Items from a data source
....

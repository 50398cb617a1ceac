//! Device session cache.
//!
//! The [`SessionManager`] keeps at most one live [`Session`] per device,
//! reuses it across requests, evicts it once it has been idle for the
//! device type's idle timeout, and absorbs one transient transport failure
//! per request by reconnecting.
//!
//! # Main Components
//!
//! - [`SessionManager`] - owns the per-device slots and the retry policy
//! - [`SessionGuard`] - exclusive use of one session; releasing it marks
//!   the session idle again
//! - [`Operation`] / [`Outcome`] - the driver calls a request can make

use std::collections::BTreeMap;
use std::fmt;
use std::sync::Arc;
use std::sync::Weak;
use std::sync::atomic::{AtomicBool, Ordering};
use std::time::Duration;

use log::{debug, error, warn};
use moka::future::Cache;
use serde::Serialize;
use tokio::sync::{Mutex, OwnedMutexGuard, RwLock};
use tokio::task::JoinHandle;
use tokio::time::Instant;

use crate::config::AgentConfig;
use crate::credential::{Credential, CredentialStore};
use crate::device::DeviceDescriptor;
use crate::driver::{DeviceDriver, DriverFactory};
use crate::error::AgentError;
use crate::inventory::Inventory;

mod manager;

/// Lifecycle of a session.
#[derive(Debug, Clone, Copy, PartialEq, Eq, Serialize)]
#[serde(rename_all = "SCREAMING_SNAKE_CASE")]
pub enum SessionState {
    Connecting,
    IdleReady,
    Busy,
    Closing,
    Closed,
}

/// A live, driver-backed connection to one device.
pub struct Session {
    device: DeviceDescriptor,
    state: SessionState,
    driver: Option<Box<dyn DeviceDriver>>,
    credential: Option<Arc<Credential>>,
    address: Option<String>,
    last_active: Instant,
}

impl Session {
    fn new(device: DeviceDescriptor) -> Self {
        Self {
            device,
            state: SessionState::Connecting,
            driver: None,
            credential: None,
            address: None,
            last_active: Instant::now(),
        }
    }

    pub fn device(&self) -> &DeviceDescriptor {
        &self.device
    }

    pub fn state(&self) -> SessionState {
        self.state
    }

    /// Address the driver is connected to.
    pub fn address(&self) -> Option<&str> {
        self.address.as_deref()
    }

    pub fn last_active(&self) -> Instant {
        self.last_active
    }

    /// Disconnects the driver (if any) and marks the session closed.
    async fn close(&mut self) {
        self.state = SessionState::Closing;
        if let Some(mut driver) = self.driver.take() {
            driver.disconnect().await;
        }
        self.credential = None;
        self.address = None;
        self.state = SessionState::Closed;
    }
}

impl fmt::Debug for Session {
    fn fmt(&self, f: &mut fmt::Formatter<'_>) -> fmt::Result {
        f.debug_struct("Session")
            .field("device", &self.device.name)
            .field("state", &self.state)
            .field("driver", &self.driver.as_ref().map(|d| d.name().to_string()))
            .field("address", &self.address)
            .finish()
    }
}

/// Cache entry for one device.
///
/// The mutex serialises every user of the device's CLI; `killed` is set by
/// [`SessionManager::kill_all`] so that a session in use is torn down when
/// its guard is released. A killed slot stays cached until then.
struct SessionSlot {
    session: Arc<Mutex<Session>>,
    killed: AtomicBool,
}

impl SessionSlot {
    fn new(device: DeviceDescriptor) -> Self {
        Self {
            session: Arc::new(Mutex::new(Session::new(device))),
            killed: AtomicBool::new(false),
        }
    }

    fn is_killed(&self) -> bool {
        self.killed.load(Ordering::Acquire)
    }
}

/// Exclusive use of a session.
///
/// Dropping the guard releases the session: it becomes idle again and its
/// `last_active` timestamp is refreshed.
pub struct SessionGuard {
    session: Option<OwnedMutexGuard<Session>>,
    slot: Arc<SessionSlot>,
}

impl SessionGuard {
    fn session(&self) -> &Session {
        self.session
            .as_deref()
            .unwrap_or_else(|| unreachable!("session guard used after release"))
    }

    fn session_mut(&mut self) -> &mut Session {
        self.session
            .as_deref_mut()
            .unwrap_or_else(|| unreachable!("session guard used after release"))
    }

    pub fn device(&self) -> &DeviceDescriptor {
        &self.session().device
    }

    pub fn state(&self) -> SessionState {
        self.session().state
    }

    pub fn address(&self) -> Option<&str> {
        self.session().address()
    }

    /// The connected driver.
    pub fn driver(&mut self) -> Result<&mut dyn DeviceDriver, AgentError> {
        let name = self.session().device.name.clone();
        match self.session_mut().driver.as_deref_mut() {
            Some(driver) => Ok(driver),
            None => Err(AgentError::Internal(format!("session for {name} has no driver"))),
        }
    }

    /// Runs `operation` on the session's driver.
    pub async fn perform(&mut self, operation: &Operation) -> Result<Outcome, AgentError> {
        let driver = self.driver()?;
        operation.perform(driver).await
    }
}

impl fmt::Debug for SessionGuard {
    fn fmt(&self, f: &mut fmt::Formatter<'_>) -> fmt::Result {
        match self.session.as_deref() {
            Some(session) => f.debug_tuple("SessionGuard").field(session).finish(),
            None => f.write_str("SessionGuard(released)"),
        }
    }
}

impl Drop for SessionGuard {
    fn drop(&mut self) {
        let Some(mut session) = self.session.take() else {
            return;
        };
        if !self.slot.is_killed() {
            if session.state == SessionState::Busy {
                session.state = SessionState::IdleReady;
                session.last_active = Instant::now();
            }
            return;
        }
        // The slot stays cached and locked until the driver is gone, so
        // callers queued on it cannot open a second session meanwhile.
        session.state = SessionState::Closing;
        match tokio::runtime::Handle::try_current() {
            Ok(handle) => {
                handle.spawn(async move {
                    session.close().await;
                    debug!("{}: killed session disconnected after release", session.device.name);
                });
            }
            Err(_) => {
                session.driver = None;
                session.state = SessionState::Closed;
            }
        }
    }
}

/// A driver call made on behalf of one request.
#[derive(Debug, Clone, PartialEq, Eq)]
pub enum Operation {
    Command {
        command: String,
        mode: Option<String>,
    },
    GetConfig {
        source: String,
        mode: Option<String>,
    },
    SetConfig {
        destination: String,
        data: Vec<u8>,
        mode: Option<String>,
    },
}

impl Operation {
    pub fn name(&self) -> &'static str {
        match self {
            Operation::Command { .. } => "command",
            Operation::GetConfig { .. } => "get_config",
            Operation::SetConfig { .. } => "set_config",
        }
    }

    async fn perform(&self, driver: &mut dyn DeviceDriver) -> Result<Outcome, AgentError> {
        match self {
            Operation::Command { command, mode } => driver
                .execute(command, mode.as_deref())
                .await
                .map(Outcome::Bytes),
            Operation::GetConfig { source, mode } => driver
                .get_file(source, mode.as_deref())
                .await
                .map(Outcome::Bytes),
            Operation::SetConfig {
                destination,
                data,
                mode,
            } => driver
                .put_file(destination, data, mode.as_deref())
                .await
                .map(|()| Outcome::Ack),
        }
    }
}

/// Result of a successful [`Operation`].
#[derive(Debug, Clone, PartialEq, Eq)]
pub enum Outcome {
    Bytes(Vec<u8>),
    Ack,
}

/// Owns the per-device sessions of one agent.
pub struct SessionManager {
    cache: Cache<String, Arc<SessionSlot>>,
    config: Arc<AgentConfig>,
    inventory: Arc<Inventory>,
    credentials: RwLock<Arc<CredentialStore>>,
    factory: Arc<dyn DriverFactory>,
}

....

__Required action__.
Write the data above out again in full, exactly.

__Answer space__.
repository 50398cb617a1ceac
//! Device session cache.
//!
//! The [`SessionManager`] keeps at most one live [`Session`] per device,
//! reuses it across requests, evicts it once it has been idle for the
//! device type's idle timeout, and absorbs one transient transport failure
//! per request by reconnecting.
//!
//! # Main Components
//!
//! - [`SessionManager`] - owns the per-device slots and the retry policy
//! - [`SessionGuard`] - exclusive use of one session; releasing it marks
//!   the session idle again
//! - [`Operation`] / [`Outcome`] - the driver calls a request can make

use std::collections::BTreeMap;
use std::fmt;
use std::sync::Arc;
use std::sync::Weak;
use std::sync::atomic::{AtomicBool, Ordering};
use std::time::Duration;

use log::{debug, error, warn};
use moka::future::Cache;
use serde::Serialize;
use tokio::sync::{Mutex, OwnedMutexGuard, RwLock};
use tokio::task::JoinHandle;
use tokio::time::Instant;

use crate::config::AgentConfig;
use crate::credential::{Credential, CredentialStore};
use crate::device::DeviceDescriptor;
use crate::driver::{DeviceDriver, DriverFactory};
use crate::error::AgentError;
use crate::inventory::Inventory;

mod manager;

/// Lifecycle of a session.
#[derive(Debug, Clone, Copy, PartialEq, Eq, Serialize)]
#[serde(rename_all = "SCREAMING_SNAKE_CASE")]
pub enum SessionState {
    Connecting,
    IdleReady,
    Busy,
    Closing,
    Closed,
}

/// A live, driver-backed connection to one device.
pub struct Session {
    device: DeviceDescriptor,
    state: SessionState,
    driver: Option<Box<dyn DeviceDriver>>,
    credential: Option<Arc<Credential>>,
    address: Option<String>,
    last_active: Instant,
}

impl Session {
    fn new(device: DeviceDescriptor) -> Self {
        Self {
            device,
            state: SessionState::Connecting,
            driver: None,
            credential: None,
            address: None,
            last_active: Instant::now(),
        }
    }

    pub fn device(&self) -> &DeviceDescriptor {
        &self.device
    }

    pub fn state(&self) -> SessionState {
        self.state
    }

    /// Address the driver is connected to.
    pub fn address(&self) -> Option<&str> {
        self.address.as_deref()
    }

    pub fn last_active(&self) -> Instant {
        self.last_active
    }

    /// Disconnects the driver (if any) and marks the session closed.
    async fn close(&mut self) {
        self.state = SessionState::Closing;
        if let Some(mut driver) = self.driver.take() {
            driver.disconnect().await;
        }
        self.credential = None;
        self.address = None;
        self.state = SessionState::Closed;
    }
}

impl fmt::Debug for Session {
    fn fmt(&self, f: &mut fmt::Formatter<'_>) -> fmt::Result {
        f.debug_struct("Session")
            .field("device", &self.device.name)
            .field("state", &self.state)
            .field("driver", &self.driver.as_ref().map(|d| d.name().to_string()))
            .field("address", &self.address)
            .finish()
    }
}

/// Cache entry for one device.
///
/// The mutex serialises every user of the device's CLI; `killed` is set by
/// [`SessionManager::kill_all`] so that a session in use is torn down when
/// its guard is released. A killed slot stays cached until then.
struct SessionSlot {
    session: Arc<Mutex<Session>>,
    killed: AtomicBool,
}

impl SessionSlot {
    fn new(device: DeviceDescriptor) -> Self {
        Self {
            session: Arc::new(Mutex::new(Session::new(device))),
            killed: AtomicBool::new(false),
        }
    }

    fn is_killed(&self) -> bool {
        self.killed.load(Ordering::Acquire)
    }
}

/// Exclusive use of a session.
///
/// Dropping the guard releases the session: it becomes idle again and its
/// `last_active` timestamp is refreshed.
pub struct SessionGuard {
    session: Option<OwnedMutexGuard<Session>>,
    slot: Arc<SessionSlot>,
}

impl SessionGuard {
    fn session(&self) -> &Session {
        self.session
            .as_deref()
            .unwrap_or_else(|| unreachable!("session guard used after release"))
    }

    fn session_mut(&mut self) -> &mut Session {
        self.session
            .as_deref_mut()
            .unwrap_or_else(|| unreachable!("session guard used after release"))
    }

    pub fn device(&self) -> &DeviceDescriptor {
        &self.session().device
    }

    pub fn state(&self) -> SessionState {
        self.session().state
    }

    pub fn address(&self) -> Option<&str> {
        self.session().address()
    }

    /// The connected driver.
    pub fn driver(&mut self) -> Result<&mut dyn DeviceDriver, AgentError> {
        let name = self.session().device.name.clone();
        match self.session_mut().driver.as_deref_mut() {
            Some(driver) => Ok(driver),
            None => Err(AgentError::Internal(format!("session for {name} has no driver"))),
        }
    }

    /// Runs `operation` on the session's driver.
    pub async fn perform(&mut self, operation: &Operation) -> Result<Outcome, AgentError> {
        let driver = self.driver()?;
        operation.perform(driver).await
    }
}

impl fmt::Debug for SessionGuard {
    fn fmt(&self, f: &mut fmt::Formatter<'_>) -> fmt::Result {
        match self.session.as_deref() {
            Some(session) => f.debug_tuple("SessionGuard").field(session).finish(),
            None => f.write_str("SessionGuard(released)"),
        }
    }
}

impl Drop for SessionGuard {
    fn drop(&mut self) {
        let Some(mut session) = self.session.take() else {
            return;
        };
        if !self.slot.is_killed() {
            if session.state == SessionState::Busy {
                session.state = SessionState::IdleReady;
                session.last_active = Instant::now();
            }
            return;
        }
        // The slot stays cached and locked until the driver is gone, so
        // callers queued on it cannot open a second session meanwhile.
        session.state = SessionState::Closing;
        match tokio::runtime::Handle::try_current() {
            Ok(handle) => {
                handle.spawn(async move {
                    session.close().await;
                    debug!("{}: killed session disconnected after release", session.device.name);
                });
            }
            Err(_) => {
                session.driver = None;
                session.state = SessionState::Closed;
            }
        }
    }
}

/// A driver call made on behalf of one request.
#[derive(Debug, Clone, PartialEq, Eq)]
pub enum Operation {
    Command {
        command: String,
        mode: Option<String>,
    },
    GetConfig {
        source: String,
        mode: Option<String>,
    },
    SetConfig {
        destination: String,
        data: Vec<u8>,
        mode: Option<String>,
    },
}

impl Operation {
    pub fn name(&self) -> &'static str {
        match self {
            Operation::Command { .. } => "command",
            Operation::GetConfig { .. } => "get_config",
            Operation::SetConfig { .. } => "set_config",
        }
    }

    async fn perform(&self, driver: &mut dyn DeviceDriver) -> Result<Outcome, AgentError> {
        match self {
            Operation::Command { command, mode } => driver
                .execute(command, mode.as_deref())
                .await
                .map(Outcome::Bytes),
            Operation::GetConfig { source, mode } => driver
                .get_file(source, mode.as_deref())
                .await
                .map(Outcome::Bytes),
            Operation::SetConfig {
                destination,
                data,
                mode,
            } => driver
                .put_file(destination, data, mode.as_deref())
                .await
                .map(|()| Outcome::Ack),
        }
    }
}

/// Result of a successful [`Operation`].
#[derive(Debug, Clone, PartialEq, Eq)]
pub enum Outcome {
    Bytes(Vec<u8>),
    Ack,
}

/// Owns the per-device sessions of one agent.
pub struct SessionManager {
    cache: Cache<String, Arc<SessionSlot>>,
    config: Arc<AgentConfig>,
    inventory: Arc<Inventory>,
    credentials: RwLock<Arc<CredentialStore>>,
    factory: Arc<dyn DriverFactory>,
}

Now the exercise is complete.